OK, so before I fully commit to this, the post might be a little bias to our fur friends, but I can't help it. I'm a fur parent and I wanted to share how important my babies are and... OK fine! I'll create an article for cat mommies and daddies as well, don't worry, but for now, let me feed you, with your hunger for literature! :)

Your dogs are not just your pets (There you go, I said it).

Dogs share DNA with other species, they were raised as pack animals by their wild ancestors' thousands of years ago, and today they have evolved to fit in our homes and lifestyles.

Dogs are more than just bodyguards who will protect you from every bad guy on the block; they also have the ability to provide a unique opportunity for humans to observe nature up close, teaching us how animals behave in the wild. They’re therapeutic companions who can help improve your mood when you’re having a tough day or help reduce stress caused by chronic health issues like PTSD or OCD. And they’re constantly learning from each other and from us, even if they don’t realize it.

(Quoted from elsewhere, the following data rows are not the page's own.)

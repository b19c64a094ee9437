//! Notification dispatcher: owns the per-process permission cache and
//! hands intents to the selected sink.

use std::sync::Arc;

use tokio::sync::Mutex;
use tracing::{error, info, warn};
use uuid::Uuid;

use horo_types::notification::{NotificationIntent, PermissionState};

use crate::events::{EventBus, RelayEvent};
use crate::sink::{Listeners, NotificationSink};

pub struct Dispatcher {
    sink: Arc<dyn NotificationSink>,
    permission: Mutex<PermissionState>,
    bus: EventBus,
}

impl Dispatcher {
    pub fn new(sink: Arc<dyn NotificationSink>, bus: EventBus) -> Self {
        Self {
            sink,
            permission: Mutex::new(PermissionState::Unknown),
            bus,
        }
    }

    pub fn sink_name(&self) -> &'static str {
        self.sink.name()
    }

    pub async fn permission(&self) -> PermissionState {
        *self.permission.lock().await
    }

    /// Resolve delivery permission, prompting at most once per process.
    /// Later calls return the cached answer. Facility errors resolve to
    /// `Denied` for this call only and leave the cache empty.
    pub async fn request_permission(&self) -> PermissionState {
        let mut cached = self.permission.lock().await;
        if cached.is_resolved() {
            return *cached;
        }

        let status = match self.sink.current_permission().await {
            Ok(status) if status.is_granted() => status,
            Ok(_) => match self.sink.prompt_permission().await {
                Ok(status) => status,
                Err(e) => {
                    error!("Error requesting notification permission: {e}");
                    return PermissionState::Denied;
                }
            },
            Err(e) => {
                error!("Error checking notification permission: {e}");
                return PermissionState::Denied;
            }
        };

        let state = PermissionState::from(status);
        *cached = state;
        if state.is_granted() {
            info!(sink = self.sink.name(), "Notification permission granted");
        } else {
            warn!("Notification permission denied, horoscope alerts will not be shown");
        }
        self.bus.send(RelayEvent::PermissionResolved { state });
        state
    }

    /// Forget the cached answer and ask again.
    pub async fn refresh_permission(&self) -> PermissionState {
        *self.permission.lock().await = PermissionState::Unknown;
        self.request_permission().await
    }

    /// Hand one intent to the sink. Permission is not checked here; a
    /// facility without permission drops the notification itself. Failures
    /// are logged and swallowed. No de-duplication: every call is one
    /// delivery attempt.
    pub async fn dispatch(&self, intent: &NotificationIntent) -> Option<Uuid> {
        let id = match self.sink.deliver(intent).await {
            Ok(id) => id,
            Err(e) => {
                error!(title = %intent.title, "Error scheduling notification: {e}");
                None
            }
        };
        self.bus.send(RelayEvent::NotificationDispatched {
            intent: intent.clone(),
            delivered: id.is_some(),
        });
        id
    }

    pub fn listeners(&self) -> Option<Listeners> {
        self.sink.listeners()
    }
}

#[cfg(test)]
mod tests {
    use super::*;
    use crate::mapper;
    use crate::sink::{NativeSink, NoopSink};
    use crate::testing::RecordingFacility;
    use horo_types::notification::PermissionStatus;
    use horo_types::resource::{ChangeOperation, ResourceClass};
    use serde_json::json;

    fn native(facility: &Arc<RecordingFacility>) -> Dispatcher {
        let sink = Arc::new(NativeSink::new(facility.clone(), None));
        Dispatcher::new(sink, EventBus::new())
    }

    fn daily_intent() -> NotificationIntent {
        mapper::map(ResourceClass::Daily, ChangeOperation::Inserted, json!({ "id": "d1" })).unwrap()
    }

    #[tokio::test]
    async fn already_granted_skips_prompt() {
        let facility = Arc::new(RecordingFacility::granted());
        let dispatcher = native(&facility);
        assert_eq!(dispatcher.request_permission().await, PermissionState::Granted);
        assert_eq!(facility.prompts(), 0);
    }

    #[tokio::test]
    async fn prompts_at_most_once() {
        let facility = Arc::new(RecordingFacility::prompting(PermissionStatus::Granted));
        let dispatcher = native(&facility);

        assert_eq!(dispatcher.request_permission().await, PermissionState::Granted);
        assert_eq!(dispatcher.request_permission().await, PermissionState::Granted);
        assert_eq!(facility.prompts(), 1);
    }

    #[tokio::test]
    async fn denial_is_cached_too() {
        let facility = Arc::new(RecordingFacility::prompting(PermissionStatus::Denied));
        let dispatcher = native(&facility);

        assert_eq!(dispatcher.request_permission().await, PermissionState::Denied);
        assert_eq!(dispatcher.request_permission().await, PermissionState::Denied);
        assert_eq!(facility.prompts(), 1);
        assert_eq!(dispatcher.permission().await, PermissionState::Denied);
    }

    #[tokio::test]
    async fn refresh_asks_again() {
        let facility = Arc::new(RecordingFacility::prompting(PermissionStatus::Denied));
        let dispatcher = native(&facility);
        dispatcher.request_permission().await;

        facility.set_prompt_answer(PermissionStatus::Granted);
        assert_eq!(dispatcher.refresh_permission().await, PermissionState::Granted);
        assert_eq!(facility.prompts(), 2);
    }

    #[tokio::test]
    async fn noop_sink_is_granted_without_prompt() {
        let dispatcher = Dispatcher::new(Arc::new(NoopSink), EventBus::new());
        assert_eq!(dispatcher.request_permission().await, PermissionState::Granted);
        assert_eq!(dispatcher.dispatch(&daily_intent()).await, None);
    }

    #[tokio::test]
    async fn identical_intents_dispatch_twice() {
        let facility = Arc::new(RecordingFacility::granted());
        let dispatcher = native(&facility);

        let a = dispatcher.dispatch(&daily_intent()).await.unwrap();
        let b = dispatcher.dispatch(&daily_intent()).await.unwrap();
        assert_ne!(a, b);
        assert_eq!(facility.scheduled().len(), 2);
    }

    #[tokio::test]
    async fn dispatch_without_permission_is_still_attempted() {
        let facility = Arc::new(RecordingFacility::prompting(PermissionStatus::Denied));
        let dispatcher = native(&facility);
        dispatcher.request_permission().await;

        dispatcher.dispatch(&daily_intent()).await;
        assert_eq!(facility.scheduled().len(), 1);
    }

    #[tokio::test]
    async fn facility_failure_is_swallowed() {
        let facility = Arc::new(RecordingFacility::granted());
        facility.set_fail_schedule(true);
        let bus = EventBus::new();
        let mut rx = bus.subscribe();
        let dispatcher = Dispatcher::new(Arc::new(NativeSink::new(facility.clone(), None)), bus);

        assert_eq!(dispatcher.dispatch(&daily_intent()).await, None);
        match rx.recv().await.unwrap() {
            RelayEvent::NotificationDispatched { delivered, .. } => assert!(!delivered),
            other => panic!("unexpected event: {other:?}"),
        }
    }
}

The more dogs we let into our homes, the more we can learn about them in their natural environment. Without a dog in your life, we may never know that dogs find a way to bury bones or track wolves’ scat. Our knowledge of dogs is limited to what we have observed firsthand or what has been published in scientific journals, but there are many other things that can teach us about our canine companions – things you might not know unless you’re willing to get out of your own dog-crazy brain and stop paying attention to your favorite hound all day long. Let’s start off quickly with some basic and accidental findings that might make you rethink what your dogs are capable of. According to a Wall Street Journal blog post, a simple case of mistaken identity was so compelling that even the researchers didn’t grasp the significance of their own findings until years later. It all began with the discovery of a gene dubbed “doofus.” In 1997, a team of archeologists led by Takashi Yoshimatsu at Arizona State University was excavating the remains of two mummified dogs in Egypt when they discovered a mutation on the FOXL2 gene that seemed to be responsible for a bone condition called “dachshundism.” The FOXL2 gene produces a protein responsible for proper bone formation, and dachshunds with the doofus mutation have also been found to suffer from osteochondritis, a painful joint disease.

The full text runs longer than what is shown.